»»
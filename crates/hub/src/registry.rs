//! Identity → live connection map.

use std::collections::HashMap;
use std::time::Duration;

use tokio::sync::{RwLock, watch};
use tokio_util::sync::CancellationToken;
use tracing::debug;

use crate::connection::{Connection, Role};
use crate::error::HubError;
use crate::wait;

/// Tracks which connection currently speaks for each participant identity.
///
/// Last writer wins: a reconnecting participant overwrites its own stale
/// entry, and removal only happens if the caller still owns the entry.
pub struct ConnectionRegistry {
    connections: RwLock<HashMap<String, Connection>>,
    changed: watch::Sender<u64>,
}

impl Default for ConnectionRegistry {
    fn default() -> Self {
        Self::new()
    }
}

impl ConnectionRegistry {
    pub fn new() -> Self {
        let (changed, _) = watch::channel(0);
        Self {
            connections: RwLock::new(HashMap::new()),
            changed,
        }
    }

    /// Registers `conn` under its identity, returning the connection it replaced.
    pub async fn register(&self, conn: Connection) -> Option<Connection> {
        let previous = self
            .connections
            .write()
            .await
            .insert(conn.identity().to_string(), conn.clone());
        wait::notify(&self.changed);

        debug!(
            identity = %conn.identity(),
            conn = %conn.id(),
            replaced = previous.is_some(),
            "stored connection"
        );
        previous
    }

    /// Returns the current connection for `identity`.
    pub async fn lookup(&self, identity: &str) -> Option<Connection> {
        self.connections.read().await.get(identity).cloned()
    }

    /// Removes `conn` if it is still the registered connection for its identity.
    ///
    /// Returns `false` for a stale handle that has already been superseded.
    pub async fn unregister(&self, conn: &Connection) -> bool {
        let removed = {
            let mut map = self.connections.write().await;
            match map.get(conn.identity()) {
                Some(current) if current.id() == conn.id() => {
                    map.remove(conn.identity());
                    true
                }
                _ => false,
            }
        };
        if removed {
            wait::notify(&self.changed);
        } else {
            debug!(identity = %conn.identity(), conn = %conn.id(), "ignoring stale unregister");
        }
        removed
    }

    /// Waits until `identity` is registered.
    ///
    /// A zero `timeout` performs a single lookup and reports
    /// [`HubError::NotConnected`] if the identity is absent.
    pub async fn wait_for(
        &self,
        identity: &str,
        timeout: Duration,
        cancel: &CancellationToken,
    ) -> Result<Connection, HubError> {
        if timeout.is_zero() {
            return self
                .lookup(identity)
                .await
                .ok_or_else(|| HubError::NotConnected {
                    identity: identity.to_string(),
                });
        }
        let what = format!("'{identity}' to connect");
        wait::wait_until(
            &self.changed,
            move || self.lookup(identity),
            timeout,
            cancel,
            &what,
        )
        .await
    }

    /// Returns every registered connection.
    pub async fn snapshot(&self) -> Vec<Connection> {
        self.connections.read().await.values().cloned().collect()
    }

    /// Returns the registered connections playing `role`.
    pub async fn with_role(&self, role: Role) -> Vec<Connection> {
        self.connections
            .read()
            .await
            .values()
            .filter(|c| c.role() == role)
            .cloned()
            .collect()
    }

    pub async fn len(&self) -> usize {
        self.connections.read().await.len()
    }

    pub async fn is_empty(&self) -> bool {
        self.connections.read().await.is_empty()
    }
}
««
»»
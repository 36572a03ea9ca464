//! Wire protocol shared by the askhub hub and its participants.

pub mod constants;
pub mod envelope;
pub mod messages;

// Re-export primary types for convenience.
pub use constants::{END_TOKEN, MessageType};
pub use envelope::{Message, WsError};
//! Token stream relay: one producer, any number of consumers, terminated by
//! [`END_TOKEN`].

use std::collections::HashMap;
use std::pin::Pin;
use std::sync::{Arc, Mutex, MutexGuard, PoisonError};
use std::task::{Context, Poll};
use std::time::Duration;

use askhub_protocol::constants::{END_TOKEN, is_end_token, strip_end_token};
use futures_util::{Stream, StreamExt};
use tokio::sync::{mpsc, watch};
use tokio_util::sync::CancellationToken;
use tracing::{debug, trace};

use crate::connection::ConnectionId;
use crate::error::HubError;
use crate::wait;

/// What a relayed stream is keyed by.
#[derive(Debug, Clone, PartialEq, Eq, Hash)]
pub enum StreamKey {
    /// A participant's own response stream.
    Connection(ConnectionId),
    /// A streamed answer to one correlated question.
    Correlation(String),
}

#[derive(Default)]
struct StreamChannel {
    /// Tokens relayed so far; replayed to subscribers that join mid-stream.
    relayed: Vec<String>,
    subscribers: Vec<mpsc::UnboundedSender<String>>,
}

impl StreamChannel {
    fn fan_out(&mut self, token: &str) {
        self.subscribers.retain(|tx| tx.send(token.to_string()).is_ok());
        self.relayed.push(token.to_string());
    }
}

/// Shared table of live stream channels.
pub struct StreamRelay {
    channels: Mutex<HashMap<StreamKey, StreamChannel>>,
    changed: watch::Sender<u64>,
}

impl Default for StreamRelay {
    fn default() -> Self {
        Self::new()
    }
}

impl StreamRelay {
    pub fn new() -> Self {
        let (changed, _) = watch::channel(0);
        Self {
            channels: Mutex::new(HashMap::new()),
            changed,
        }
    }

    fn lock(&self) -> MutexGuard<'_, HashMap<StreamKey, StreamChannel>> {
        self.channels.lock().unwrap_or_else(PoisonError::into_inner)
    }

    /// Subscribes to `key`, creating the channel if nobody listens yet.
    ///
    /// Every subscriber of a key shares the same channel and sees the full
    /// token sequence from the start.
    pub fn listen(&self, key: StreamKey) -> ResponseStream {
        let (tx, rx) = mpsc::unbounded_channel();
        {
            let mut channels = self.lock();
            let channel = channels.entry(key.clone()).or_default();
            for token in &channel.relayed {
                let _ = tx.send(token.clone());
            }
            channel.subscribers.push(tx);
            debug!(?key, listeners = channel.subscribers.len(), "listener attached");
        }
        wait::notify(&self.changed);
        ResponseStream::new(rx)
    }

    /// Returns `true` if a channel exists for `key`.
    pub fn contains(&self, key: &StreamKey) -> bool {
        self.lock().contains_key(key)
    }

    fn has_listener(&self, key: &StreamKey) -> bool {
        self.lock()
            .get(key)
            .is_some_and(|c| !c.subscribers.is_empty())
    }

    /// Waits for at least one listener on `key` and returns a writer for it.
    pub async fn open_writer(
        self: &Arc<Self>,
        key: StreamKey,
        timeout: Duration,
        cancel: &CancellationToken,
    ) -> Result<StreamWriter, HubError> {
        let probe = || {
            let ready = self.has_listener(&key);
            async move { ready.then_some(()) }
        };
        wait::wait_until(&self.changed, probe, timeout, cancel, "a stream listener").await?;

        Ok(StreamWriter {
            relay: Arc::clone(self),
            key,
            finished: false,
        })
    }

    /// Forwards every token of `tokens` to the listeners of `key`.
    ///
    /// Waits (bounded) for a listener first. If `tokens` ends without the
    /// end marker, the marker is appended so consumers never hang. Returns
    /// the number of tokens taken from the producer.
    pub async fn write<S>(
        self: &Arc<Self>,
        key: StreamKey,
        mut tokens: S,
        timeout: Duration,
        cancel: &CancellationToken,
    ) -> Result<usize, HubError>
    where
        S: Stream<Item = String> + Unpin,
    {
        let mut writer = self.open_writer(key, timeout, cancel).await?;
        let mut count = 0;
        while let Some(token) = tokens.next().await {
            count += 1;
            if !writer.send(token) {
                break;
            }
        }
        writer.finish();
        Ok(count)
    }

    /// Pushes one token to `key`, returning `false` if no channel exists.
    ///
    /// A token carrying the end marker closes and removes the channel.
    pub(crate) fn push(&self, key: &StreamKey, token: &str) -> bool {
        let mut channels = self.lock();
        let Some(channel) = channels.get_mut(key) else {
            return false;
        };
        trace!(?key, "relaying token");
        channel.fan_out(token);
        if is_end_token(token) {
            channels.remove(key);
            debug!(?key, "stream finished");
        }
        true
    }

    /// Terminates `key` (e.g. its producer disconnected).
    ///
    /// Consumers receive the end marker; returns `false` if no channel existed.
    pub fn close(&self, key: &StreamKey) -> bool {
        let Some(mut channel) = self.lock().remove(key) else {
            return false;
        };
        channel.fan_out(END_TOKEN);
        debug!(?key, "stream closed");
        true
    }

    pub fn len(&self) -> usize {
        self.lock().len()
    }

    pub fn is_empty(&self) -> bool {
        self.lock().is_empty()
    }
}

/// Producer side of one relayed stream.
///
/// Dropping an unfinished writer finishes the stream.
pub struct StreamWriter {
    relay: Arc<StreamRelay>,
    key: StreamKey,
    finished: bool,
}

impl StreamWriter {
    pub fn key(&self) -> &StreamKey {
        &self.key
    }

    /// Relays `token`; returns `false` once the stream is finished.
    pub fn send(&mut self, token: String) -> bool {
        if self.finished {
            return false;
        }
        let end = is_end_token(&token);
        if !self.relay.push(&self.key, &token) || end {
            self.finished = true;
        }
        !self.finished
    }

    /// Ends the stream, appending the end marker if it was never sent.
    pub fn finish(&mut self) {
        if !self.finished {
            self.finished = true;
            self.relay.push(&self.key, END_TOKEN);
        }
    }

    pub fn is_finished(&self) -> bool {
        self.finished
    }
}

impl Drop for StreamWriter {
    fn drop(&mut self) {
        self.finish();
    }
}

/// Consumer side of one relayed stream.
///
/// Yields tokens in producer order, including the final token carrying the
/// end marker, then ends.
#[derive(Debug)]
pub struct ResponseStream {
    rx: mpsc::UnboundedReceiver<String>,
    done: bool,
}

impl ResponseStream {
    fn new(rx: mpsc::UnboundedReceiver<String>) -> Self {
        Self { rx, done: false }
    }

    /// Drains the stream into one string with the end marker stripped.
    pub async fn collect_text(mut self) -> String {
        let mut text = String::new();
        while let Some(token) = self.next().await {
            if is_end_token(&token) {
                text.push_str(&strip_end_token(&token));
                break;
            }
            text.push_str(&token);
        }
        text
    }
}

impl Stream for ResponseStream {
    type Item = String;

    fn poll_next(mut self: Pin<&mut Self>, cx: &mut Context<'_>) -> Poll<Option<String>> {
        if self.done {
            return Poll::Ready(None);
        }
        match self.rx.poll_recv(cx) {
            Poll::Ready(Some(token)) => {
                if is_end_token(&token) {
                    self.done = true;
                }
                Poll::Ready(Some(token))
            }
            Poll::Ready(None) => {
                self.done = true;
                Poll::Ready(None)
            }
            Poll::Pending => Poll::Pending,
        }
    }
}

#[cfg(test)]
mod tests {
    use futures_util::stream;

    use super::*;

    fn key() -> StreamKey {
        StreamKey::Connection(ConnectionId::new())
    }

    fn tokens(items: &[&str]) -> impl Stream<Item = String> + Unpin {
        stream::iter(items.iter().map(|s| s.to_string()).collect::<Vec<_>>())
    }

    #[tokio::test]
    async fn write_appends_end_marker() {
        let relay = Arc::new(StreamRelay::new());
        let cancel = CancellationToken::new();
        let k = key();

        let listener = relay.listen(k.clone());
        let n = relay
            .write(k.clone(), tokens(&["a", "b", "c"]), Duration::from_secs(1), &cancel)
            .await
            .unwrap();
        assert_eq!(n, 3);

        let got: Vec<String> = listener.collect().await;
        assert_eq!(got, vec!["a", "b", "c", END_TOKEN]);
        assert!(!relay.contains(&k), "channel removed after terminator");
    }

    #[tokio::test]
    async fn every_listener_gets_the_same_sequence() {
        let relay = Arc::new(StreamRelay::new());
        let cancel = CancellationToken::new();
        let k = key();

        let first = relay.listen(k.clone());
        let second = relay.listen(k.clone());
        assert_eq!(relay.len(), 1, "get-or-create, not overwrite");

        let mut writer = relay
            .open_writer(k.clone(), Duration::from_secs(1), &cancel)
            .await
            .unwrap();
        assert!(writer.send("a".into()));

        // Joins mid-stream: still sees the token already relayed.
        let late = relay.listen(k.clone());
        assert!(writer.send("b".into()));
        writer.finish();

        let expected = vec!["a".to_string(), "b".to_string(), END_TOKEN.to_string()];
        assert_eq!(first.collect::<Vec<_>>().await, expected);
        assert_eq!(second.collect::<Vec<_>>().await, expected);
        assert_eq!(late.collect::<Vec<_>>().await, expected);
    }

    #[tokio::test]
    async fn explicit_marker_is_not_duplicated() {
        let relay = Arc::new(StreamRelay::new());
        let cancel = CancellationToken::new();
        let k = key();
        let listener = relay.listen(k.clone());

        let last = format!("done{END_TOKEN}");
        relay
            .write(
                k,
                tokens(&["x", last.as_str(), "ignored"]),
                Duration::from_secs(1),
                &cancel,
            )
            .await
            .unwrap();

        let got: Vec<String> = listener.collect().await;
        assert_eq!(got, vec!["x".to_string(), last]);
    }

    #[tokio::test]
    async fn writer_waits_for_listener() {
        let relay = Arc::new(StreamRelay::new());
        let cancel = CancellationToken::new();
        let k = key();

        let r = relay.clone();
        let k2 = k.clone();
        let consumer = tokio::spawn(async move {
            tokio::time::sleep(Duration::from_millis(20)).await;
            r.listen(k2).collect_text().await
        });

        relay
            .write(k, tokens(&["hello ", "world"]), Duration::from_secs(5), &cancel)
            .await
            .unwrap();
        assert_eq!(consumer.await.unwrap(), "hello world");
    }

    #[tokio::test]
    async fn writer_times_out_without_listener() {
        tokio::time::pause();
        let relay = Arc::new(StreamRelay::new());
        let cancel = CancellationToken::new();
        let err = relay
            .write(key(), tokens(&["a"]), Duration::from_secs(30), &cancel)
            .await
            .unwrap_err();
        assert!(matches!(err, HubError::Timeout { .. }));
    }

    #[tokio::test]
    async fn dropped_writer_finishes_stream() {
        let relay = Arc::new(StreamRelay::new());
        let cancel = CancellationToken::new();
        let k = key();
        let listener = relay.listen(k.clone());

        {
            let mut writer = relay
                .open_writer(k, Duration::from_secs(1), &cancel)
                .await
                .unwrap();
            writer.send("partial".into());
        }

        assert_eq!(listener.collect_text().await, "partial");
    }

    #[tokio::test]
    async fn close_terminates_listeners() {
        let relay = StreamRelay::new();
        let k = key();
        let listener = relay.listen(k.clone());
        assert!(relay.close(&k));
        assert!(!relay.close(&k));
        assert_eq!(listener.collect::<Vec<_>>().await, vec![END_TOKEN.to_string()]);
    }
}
««
»»
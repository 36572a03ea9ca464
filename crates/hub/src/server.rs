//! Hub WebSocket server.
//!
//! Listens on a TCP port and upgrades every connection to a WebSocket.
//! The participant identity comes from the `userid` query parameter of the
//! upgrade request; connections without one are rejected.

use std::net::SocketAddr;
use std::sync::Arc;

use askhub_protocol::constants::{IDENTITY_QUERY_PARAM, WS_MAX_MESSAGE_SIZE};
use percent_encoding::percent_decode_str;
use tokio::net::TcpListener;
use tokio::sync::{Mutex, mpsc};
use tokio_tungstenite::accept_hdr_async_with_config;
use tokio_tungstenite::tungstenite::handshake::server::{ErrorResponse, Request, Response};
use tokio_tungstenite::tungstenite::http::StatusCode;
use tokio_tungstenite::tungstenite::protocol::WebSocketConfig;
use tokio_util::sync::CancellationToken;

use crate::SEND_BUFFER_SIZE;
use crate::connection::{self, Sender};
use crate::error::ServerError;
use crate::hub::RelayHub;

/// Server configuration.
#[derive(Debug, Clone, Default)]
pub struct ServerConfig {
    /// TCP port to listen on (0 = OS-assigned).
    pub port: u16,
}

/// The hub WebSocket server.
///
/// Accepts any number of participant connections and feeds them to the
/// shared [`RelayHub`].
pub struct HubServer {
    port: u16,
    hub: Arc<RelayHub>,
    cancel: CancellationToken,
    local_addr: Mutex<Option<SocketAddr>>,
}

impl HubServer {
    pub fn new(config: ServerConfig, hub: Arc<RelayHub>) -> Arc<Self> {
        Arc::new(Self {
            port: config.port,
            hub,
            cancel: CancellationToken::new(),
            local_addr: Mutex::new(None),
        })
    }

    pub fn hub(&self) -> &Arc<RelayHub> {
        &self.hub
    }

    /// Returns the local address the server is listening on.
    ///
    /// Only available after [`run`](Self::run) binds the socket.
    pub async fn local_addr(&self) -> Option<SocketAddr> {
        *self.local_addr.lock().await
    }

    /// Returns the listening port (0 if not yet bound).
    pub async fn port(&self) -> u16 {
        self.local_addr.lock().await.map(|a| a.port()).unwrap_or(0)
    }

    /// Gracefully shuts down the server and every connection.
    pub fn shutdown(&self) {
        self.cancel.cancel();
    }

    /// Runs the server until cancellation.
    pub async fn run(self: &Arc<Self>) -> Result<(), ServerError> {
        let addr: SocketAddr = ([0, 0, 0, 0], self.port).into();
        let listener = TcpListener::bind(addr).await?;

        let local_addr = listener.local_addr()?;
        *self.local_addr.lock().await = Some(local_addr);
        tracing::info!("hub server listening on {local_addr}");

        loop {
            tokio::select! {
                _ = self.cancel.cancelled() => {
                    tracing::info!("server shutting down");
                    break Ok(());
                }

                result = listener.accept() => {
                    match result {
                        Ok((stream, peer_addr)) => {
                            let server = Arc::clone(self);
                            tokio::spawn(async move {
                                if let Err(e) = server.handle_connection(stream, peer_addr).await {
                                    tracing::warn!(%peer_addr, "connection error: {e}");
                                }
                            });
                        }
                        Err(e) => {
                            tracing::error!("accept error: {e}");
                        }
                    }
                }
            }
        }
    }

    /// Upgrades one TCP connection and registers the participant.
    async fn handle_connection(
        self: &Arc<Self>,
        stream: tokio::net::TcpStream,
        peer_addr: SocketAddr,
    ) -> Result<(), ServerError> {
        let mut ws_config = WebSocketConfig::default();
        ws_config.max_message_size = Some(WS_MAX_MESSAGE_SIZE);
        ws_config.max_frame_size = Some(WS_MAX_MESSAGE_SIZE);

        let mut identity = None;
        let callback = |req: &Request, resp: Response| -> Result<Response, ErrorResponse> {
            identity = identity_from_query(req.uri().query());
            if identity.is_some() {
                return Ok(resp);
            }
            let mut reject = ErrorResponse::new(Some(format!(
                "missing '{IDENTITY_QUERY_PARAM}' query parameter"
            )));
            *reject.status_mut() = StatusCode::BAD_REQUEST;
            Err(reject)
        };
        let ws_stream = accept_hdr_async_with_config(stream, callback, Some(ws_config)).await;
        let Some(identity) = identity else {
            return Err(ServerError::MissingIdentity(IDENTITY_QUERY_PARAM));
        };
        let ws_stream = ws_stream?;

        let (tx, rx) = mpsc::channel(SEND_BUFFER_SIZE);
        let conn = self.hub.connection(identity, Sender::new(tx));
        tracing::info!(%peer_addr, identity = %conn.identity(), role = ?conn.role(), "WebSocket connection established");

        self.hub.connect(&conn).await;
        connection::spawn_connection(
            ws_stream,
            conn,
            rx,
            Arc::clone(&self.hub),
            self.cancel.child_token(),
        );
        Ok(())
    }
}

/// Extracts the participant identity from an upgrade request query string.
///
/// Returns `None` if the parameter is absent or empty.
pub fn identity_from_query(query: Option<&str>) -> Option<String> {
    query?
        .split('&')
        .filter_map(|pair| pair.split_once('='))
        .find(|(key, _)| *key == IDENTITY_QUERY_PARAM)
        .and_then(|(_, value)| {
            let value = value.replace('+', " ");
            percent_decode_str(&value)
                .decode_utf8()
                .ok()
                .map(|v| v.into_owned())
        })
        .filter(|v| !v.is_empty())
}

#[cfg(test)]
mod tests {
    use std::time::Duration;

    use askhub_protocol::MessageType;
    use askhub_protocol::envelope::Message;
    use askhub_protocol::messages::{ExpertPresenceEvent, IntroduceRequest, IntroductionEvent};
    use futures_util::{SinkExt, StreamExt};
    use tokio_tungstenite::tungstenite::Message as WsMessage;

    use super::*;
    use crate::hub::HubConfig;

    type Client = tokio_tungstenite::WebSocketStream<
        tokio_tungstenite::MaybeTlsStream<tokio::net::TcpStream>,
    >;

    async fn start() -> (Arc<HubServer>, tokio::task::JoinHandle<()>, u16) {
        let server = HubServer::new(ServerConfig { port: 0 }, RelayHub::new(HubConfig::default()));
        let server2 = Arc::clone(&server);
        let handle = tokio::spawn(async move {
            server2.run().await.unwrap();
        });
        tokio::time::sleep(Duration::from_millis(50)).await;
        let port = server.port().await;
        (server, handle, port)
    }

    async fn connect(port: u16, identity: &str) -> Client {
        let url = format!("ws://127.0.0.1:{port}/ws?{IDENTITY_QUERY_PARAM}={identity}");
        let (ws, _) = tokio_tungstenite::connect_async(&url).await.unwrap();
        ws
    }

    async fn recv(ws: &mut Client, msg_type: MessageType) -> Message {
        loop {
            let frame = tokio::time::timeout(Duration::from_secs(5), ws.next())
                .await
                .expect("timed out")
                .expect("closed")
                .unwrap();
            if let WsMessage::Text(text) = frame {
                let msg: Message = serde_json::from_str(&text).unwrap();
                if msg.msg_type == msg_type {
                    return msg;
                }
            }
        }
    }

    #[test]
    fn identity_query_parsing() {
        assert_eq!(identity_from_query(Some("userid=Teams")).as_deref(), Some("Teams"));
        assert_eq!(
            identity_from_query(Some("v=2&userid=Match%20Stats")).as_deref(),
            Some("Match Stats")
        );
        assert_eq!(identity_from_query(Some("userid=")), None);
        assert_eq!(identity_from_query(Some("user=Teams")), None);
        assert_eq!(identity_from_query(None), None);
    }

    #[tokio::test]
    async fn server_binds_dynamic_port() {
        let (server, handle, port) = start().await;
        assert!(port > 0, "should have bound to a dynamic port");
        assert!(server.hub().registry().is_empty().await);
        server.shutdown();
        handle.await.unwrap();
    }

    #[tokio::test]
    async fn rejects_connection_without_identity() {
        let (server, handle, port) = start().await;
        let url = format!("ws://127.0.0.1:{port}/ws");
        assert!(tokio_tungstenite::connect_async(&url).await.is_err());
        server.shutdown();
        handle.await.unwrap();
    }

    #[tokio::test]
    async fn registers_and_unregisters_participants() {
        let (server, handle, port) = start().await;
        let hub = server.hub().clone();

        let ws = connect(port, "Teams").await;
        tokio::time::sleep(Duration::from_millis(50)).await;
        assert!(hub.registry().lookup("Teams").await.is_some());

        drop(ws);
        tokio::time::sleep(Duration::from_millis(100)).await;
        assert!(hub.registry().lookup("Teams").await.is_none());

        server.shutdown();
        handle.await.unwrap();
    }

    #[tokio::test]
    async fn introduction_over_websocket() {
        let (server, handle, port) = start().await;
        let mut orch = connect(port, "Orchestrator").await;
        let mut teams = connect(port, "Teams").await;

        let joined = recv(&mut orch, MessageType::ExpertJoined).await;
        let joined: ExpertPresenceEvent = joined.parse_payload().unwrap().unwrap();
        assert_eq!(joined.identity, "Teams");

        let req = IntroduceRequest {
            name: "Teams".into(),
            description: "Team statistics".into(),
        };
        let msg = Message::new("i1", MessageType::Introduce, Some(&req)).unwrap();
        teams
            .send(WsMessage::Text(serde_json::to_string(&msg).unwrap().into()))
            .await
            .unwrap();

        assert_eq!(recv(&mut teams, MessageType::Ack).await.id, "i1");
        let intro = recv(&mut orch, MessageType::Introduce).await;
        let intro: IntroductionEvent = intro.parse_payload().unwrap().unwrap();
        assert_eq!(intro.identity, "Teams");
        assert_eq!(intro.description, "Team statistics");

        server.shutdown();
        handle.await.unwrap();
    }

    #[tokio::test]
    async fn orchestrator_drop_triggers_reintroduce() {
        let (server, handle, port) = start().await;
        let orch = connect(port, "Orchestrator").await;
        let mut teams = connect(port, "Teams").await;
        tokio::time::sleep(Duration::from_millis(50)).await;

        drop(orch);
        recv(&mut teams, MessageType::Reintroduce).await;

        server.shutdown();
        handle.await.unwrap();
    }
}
««
_Description of the task_:
Go through the records and report each line that contains "info".

_Response_:
        tracing::info!("hub server listening on {local_addr}");
                    tracing::info!("server shutting down");
        tracing::info!(%peer_addr, identity = %conn.identity(), role = ?conn.role(), "WebSocket connection established");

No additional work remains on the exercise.